Come indicato, i chili in eccesso sono solo una componente della questione. Anche l'arco temporale in cui si risulta in sovrappeso o obesi gioca un ruolo significativo. In base a quanto emerso da uno studio italiano pubblicato su Frontiers in Cardiovascular Medicine, nel quale sono state seguite per 30 anni persone che al basale avevano dai 28 ai 62 anni, per ogni biennio in questa condizione il rischio di sviluppare malattie cardiovascolari aumenta del 7 percento, così come la mortalità. Ma anche per chi ha vissuto per tanti anni con i chili in eccetto è possibile invertire la rotta. Lo studio “Association of the magnitude of weight loss and changes in physical fitness with long-term cardiovascular disease outcomes in overweight or obese people with type 2 diabetes” condotto da un team di ricerca internazionale su circa 5.000 pazienti, ad esempio, ha rilevato che perdere il 10 percento del proprio peso in un anno riduce del 21 percento le probabilità di andare incontro a un evento cardiovascolare. “Basta un calo di peso di 1 kg su 10 per ridurre del 21% il rischio di eventi cardiovascolari maggiori nei successivi 10 anni”, ha dichiarato il presidente della Fondazione Cuore siamo Noi della SIC Francesco Barillà, aggiungendo che dovrebbe essere un buon proposito per il nuovo anno, ormai alle porte.

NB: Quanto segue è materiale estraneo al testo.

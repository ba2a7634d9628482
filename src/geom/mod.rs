//! Pure geometry over geographic points: planar area, great-circle perimeter,
//! point/segment distance and segment intersection.
mod bbox;
mod kernel;
mod metrics;

pub use bbox::BBox;
pub use kernel::{
    haversine_feet, is_closed, point_segment_distance, polygon_area, polygon_perimeter,
    segments_intersect, self_intersections, EARTH_RADIUS_M, PARALLEL_EPSILON,
};
pub use metrics::{complexity, GeometryMetrics};
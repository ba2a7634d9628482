use serde::{Deserialize, Serialize};

/// Meters per degree of latitude (and of longitude at the equator).
pub const METERS_PER_DEGREE: f64 = 111_319.5;

/// Square feet per square meter.
pub const SQFT_PER_SQM: f64 = 10.764;

/// Feet per meter.
pub const FEET_PER_METER: f64 = 3.28084;

/// Unit system for planar areas computed on raw lng/lat.
///
/// The conversion treats a degree as `METERS_PER_DEGREE` on both axes, which
/// is only exact at the equator. Areas off the equator are overestimated by
/// roughly `1 / cos(latitude)`.
#[derive(Debug, Clone, Copy, Default, PartialEq, Eq, Hash, Serialize, Deserialize)]
#[serde(rename_all = "snake_case")]
pub enum AreaUnit {
    SquareDegrees,
    SquareMeters,
    #[default]
    SquareFeet,
}

impl AreaUnit {
    /// Multiplier from square degrees into this unit.
    pub fn factor(self) -> f64 {
        match self {
            AreaUnit::SquareDegrees => 1.0,
            AreaUnit::SquareMeters => METERS_PER_DEGREE * METERS_PER_DEGREE,
            AreaUnit::SquareFeet => METERS_PER_DEGREE * METERS_PER_DEGREE * SQFT_PER_SQM,
        }
    }

    pub fn as_str(self) -> &'static str {
        match self {
            AreaUnit::SquareDegrees => "square_degrees",
            AreaUnit::SquareMeters => "square_meters",
            AreaUnit::SquareFeet => "square_feet",
        }
    }
}

/// Unit system for lengths.
#[derive(Debug, Clone, Copy, Default, PartialEq, Eq, Hash, Serialize, Deserialize)]
#[serde(rename_all = "snake_case")]
pub enum LinearUnit {
    Meters,
    #[default]
    Feet,
}

impl LinearUnit {
    /// Multiplier from meters into this unit.
    pub fn factor(self) -> f64 {
        match self {
            LinearUnit::Meters => 1.0,
            LinearUnit::Feet => FEET_PER_METER,
        }
    }

    pub fn as_str(self) -> &'static str {
        match self {
            LinearUnit::Meters => "meters",
            LinearUnit::Feet => "feet",
        }
    }
}

/// Units a boundary's measurements are expressed in.
#[derive(Debug, Clone, Copy, Default, PartialEq, Eq, Hash, Serialize, Deserialize)]
#[serde(default)]
pub struct MeasurementUnits {
    pub area: AreaUnit,
    pub perimeter: LinearUnit,
}

#[cfg(test)]
mod tests {
    use super::*;

    #[test]
    fn square_feet_factor_matches_constants() {
        let expected = 111_319.5_f64.powi(2) * 10.764;
        assert!((AreaUnit::SquareFeet.factor() - expected).abs() < 1e-3);
        assert_eq!(AreaUnit::SquareDegrees.factor(), 1.0);
    }

    #[test]
    fn default_units_are_imperial() {
        assert_eq!(AreaUnit::default(), AreaUnit::SquareFeet);
        assert_eq!(LinearUnit::default(), LinearUnit::Feet);
        assert_eq!(AreaUnit::default().as_str(), "square_feet");

        let units = serde_json::to_value(MeasurementUnits::default()).unwrap();
        assert_eq!(units, serde_json::json!({ "area": "square_feet", "perimeter": "feet" }));
    }

    #[test]
    fn feet_per_meter() {
        assert!((LinearUnit::Feet.factor() * 0.3048 - 1.0).abs() < 1e-5);
        assert_eq!(LinearUnit::Meters.as_str(), "meters");
    }
}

Cos'è l'indice di rotondità o BRI
Oltre che dai chili in eccesso e dal tempo trascorso in condizione di obesità e sovrappeso, il rischio cardiovascolare è influenzato anche dalla disposizione del grasso corporeo. Quello viscerale è potenzialmente più pericoloso di quello sui fianchi e sulle cosce. Il parametro da considerare è il cosiddetto "Indice di rotondità" o BRI (Body Roundness Index), che mette in relazione la circonferenza addominale con l'altezza. È considerato dagli esperti più efficace nel prevedere il rischio cardiovascolare rispetto al BMI. Lo studio “Body Roundness Index Trajectories and the Incidence of Cardiovascular Disease: Evidence From the China Health and Retirement Longitudinal Study” pubblicato sul Journal of American Heart Association, ad esempio, ha determinato che chi ha un rapporto più basso di BRI ha un rischio ridotto di malattie cardiovascolari, mentre il rischio cresce al suo aumentare. Le probabilità incrementano di oltre il 20 percento per chi ha un BRI moderato e più del 50 percento per chi lo ha elevato. Il professor Filardi ha spiegato che per la salute del cuore il girovita deve essere circa “circa la metà dell’altezza”. Proprio a causa di questa forte correlazione, il professor Yun Qian e colleghi dell'Università di Nanchino hanno sottolineato nel proprio studio che il BRI può essere incluso come fattore predittivo del rischio cardiovascolare.